‘Diamond Studs’ Cast Unsure of Next Step

by Betty Hodges
Herald Correspondent
Sunday, January 26, 1975

[Note: Diamond Studs was only two weeks into its 9-month run off-Broadway when this article was written.  The cast members speculate on the play's impact on their futures.  Many of the dreams came true.]

NEW YORK -- It’s settled -- “Diamond Studs,” the Chapel Hill “saloon musical” that made it to the big time is a smash hit.  But the Tar Heel company that created it still isn’t sure what’s next.

Director John Haber, cornered at the Westside Theater the other night at intermission after he sat through the first act smiling happily from the audience, admitted, “It looks like we’ll be here awhile.”

And everybody from writer-lyricist Jim Wann, who also stars as an overalled Jesse James, to [Fiddlin'] Bill Hicks, a Duke Press editor, agreed, “We’re off to a run and it’s open-ended; it could well be as long as we would like it to.”

The length of time mentioned most often was six months and none of the happy singer-actors was willing to quash talk of taking the ebullient show on the road, maybe even to Europe “like ‘Hair’ or any of those things.”

But there were more permanent implications that please people like big, red-headed banjoist Tommy Thompson, a North Carolina State University philosophy professor who’s played with one of the two musical groups in the show for years and is a sun-bonneted “Mama Fantastic” in the show.

“Now we’ll be able,” he said, “to get full-time professional work for the Red Clay Ramblers” (which he is in, along with Hicks and Jim Watson on the mandolin and Mike Craver at the piano.)

And Wann, of the Southern States Fidelity Choir, agrees.  “We were pretty much underground until the show” started in Chapel Hill.  “Until the show a few hundred fans kept us alive coming to see us at the Wildflower Kitchen and the Cats Cradle in Chapel Hill.  Now we’ve got a chance to made a decent living.”

Playing with Wann, who is guitarist with the Southern States, are Bland Simpson at the piano; Jim Foley, guitar; Mike Sheehan, percussion; and Jim Davidson, bass.
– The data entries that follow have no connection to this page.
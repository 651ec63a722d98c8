// Copyright (C) 2026  ACAI Contributors
//
// This program is free software: you can redistribute it and/or modify
// it under the terms of the GNU Affero General Public License as published by
// the Free Software Foundation, either version 3 of the License, or
// (at your option) any later version.
//
// This program is distributed in the hope that it will be useful,
// but WITHOUT ANY WARRANTY; without even the implied warranty of
// MERCHANTABILITY or FITNESS FOR A PARTICULAR PURPOSE.  See the
// GNU Affero General Public License for more details.
//
// You should have received a copy of the GNU Affero General Public License
// along with this program.  If not, see <https://www.gnu.org/licenses/>.

//! Logging configuration.
//!
//! Events always go to stderr; stdout belongs to the progress text.

use std::io::{self, IsTerminal};
use std::str::FromStr;
use thiserror::Error;

/// Level used when neither the caller nor `RUST_LOG` picks one.
pub const DEFAULT_LEVEL: &str = "warn";

/// Errors raised while setting up logging
#[derive(Error, Debug)]
pub enum LogError {
    #[error("Invalid log format: {0}")]
    InvalidFormat(String),

    #[error("Invalid log filter '{filter}': {reason}")]
    InvalidFilter { filter: String, reason: String },

    #[error("Failed to install subscriber: {0}")]
    Init(String),
}

/// Event format on stderr
#[derive(Debug, Clone, Copy, PartialEq, Eq, Default)]
pub enum LogFormat {
    /// Multi-line, human-readable
    Pretty,

    /// One line per event
    #[default]
    Compact,

    /// One JSON object per line, for log shippers
    Json,
}

impl FromStr for LogFormat {
    type Err = LogError;

    fn from_str(s: &str) -> Result<Self, Self::Err> {
        match s.to_lowercase().as_str() {
            "pretty" => Ok(LogFormat::Pretty),
            "compact" => Ok(LogFormat::Compact),
            "json" => Ok(LogFormat::Json),
            _ => Err(LogError::InvalidFormat(format!(
                "Unknown format: {}. Expected one of: pretty, compact, json",
                s
            ))),
        }
    }
}

/// How the subscriber renders events.
#[derive(Debug, Clone, PartialEq, Eq)]
pub struct LogConfig {
    /// Event format
    pub format: LogFormat,

    /// Filter directive such as `debug` or `warn,acai_installer=trace`.
    /// `None` defers to `RUST_LOG`.
    pub level: Option<String>,

    /// ANSI colours. Never applied to `Json`.
    pub use_color: bool,

    /// Prefix each event with the module that emitted it.
    pub include_targets: bool,
}

impl Default for LogConfig {
    /// Compact, uncoloured unless stderr is a terminal.
    fn default() -> Self {
        LogConfig {
            format: LogFormat::Compact,
            level: None,
            use_color: io::stderr().is_terminal(),
            include_targets: false,
        }
    }
}

impl LogConfig {
    /// Defaults; see [`LogConfig::default`].
    pub fn new() -> Self {
        Self::default()
    }

    /// Set the event format
    pub fn with_format(mut self, format: LogFormat) -> Self {
        self.format = format;
        self
    }

    /// Set the filter directive
    pub fn with_level(mut self, level: impl Into<String>) -> Self {
        self.level = Some(level.into());
        self
    }

    /// Enable or disable ANSI colours
    pub fn with_color(mut self, use_color: bool) -> Self {
        self.use_color = use_color;
        self
    }

    /// Enable or disable module targets
    pub fn with_targets(mut self, include_targets: bool) -> Self {
        self.include_targets = include_targets;
        self
    }

    /// Filter directive in effect: explicit level, then `RUST_LOG`, then
    /// [`DEFAULT_LEVEL`].
    pub fn effective_level(&self) -> String {
        self.level
            .clone()
            .or_else(|| std::env::var("RUST_LOG").ok())
            .unwrap_or_else(|| DEFAULT_LEVEL.to_string())
    }
}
“For most of these people the idea that they’d ever take a shot to New York was the last thing in their minds.  We did it for fun in Chapel Hill,” Haber said.

But it was the more experienced Haber (an Asheville native who was organizing theater groups as early as grammar school) who made the New York contacts that landed the show in the arts-funded Chelsea Theater Center’s Westside Theater.

Haber was enthusiastic about the possibilities of Wann’s idea to use the country-folk mixture kind of sound made by the Ramblers and the Southern States groups in a show built loosely around the life of Jesse James.  Haber had the Chelsea people interested before the show opened in Chapel Hill last October.  After a five-day run at the Ranch Restaurant the group went to New York and previewed it on New Year’s Eve, opening officially Jan. 14 [1975] to rave reviews.

Bill Hicks and Jim Watson were the only ones who would venture to analyze the reasons for the show’s big success.  “The music happened at the right time,” they agreed.  “The kind of music we both (the Ramblers and the Southern States) play is in the range of things people like right now.”

The big thing the New Your audiences like about the whole show, Hicks added, “is its straightness and honesty.  The people up on that stage are having a good time--those smiles are real--and the audiences know it.”

Frances Tamburro, one of the female cast members, echoed his contention.  “I’m having a good time and I like doing the show.  I like being with my friends; the whole cast is very close.”  A graduate student at UNC working on Southern cotton mill songs, Miss Tamburro added, “It (the show) is a big switch from the academic.”

Tiny little Madelyn Smoak, who claims she doesn’t even know how tall she is, “but something under five feet,” was obviously taking the acclaim she gets for her belt-it-out singing style in stride.

“I’m going to stay with the show,” she said.  “We’re all friends and I’d miss these people a lot if I wasn’t with them”

Wann may have summed it up when he concluded, “We’re all still very committed Southerners.  I have a hunch we’ll all settle down in North Carolina.  It’s too soon to tell.”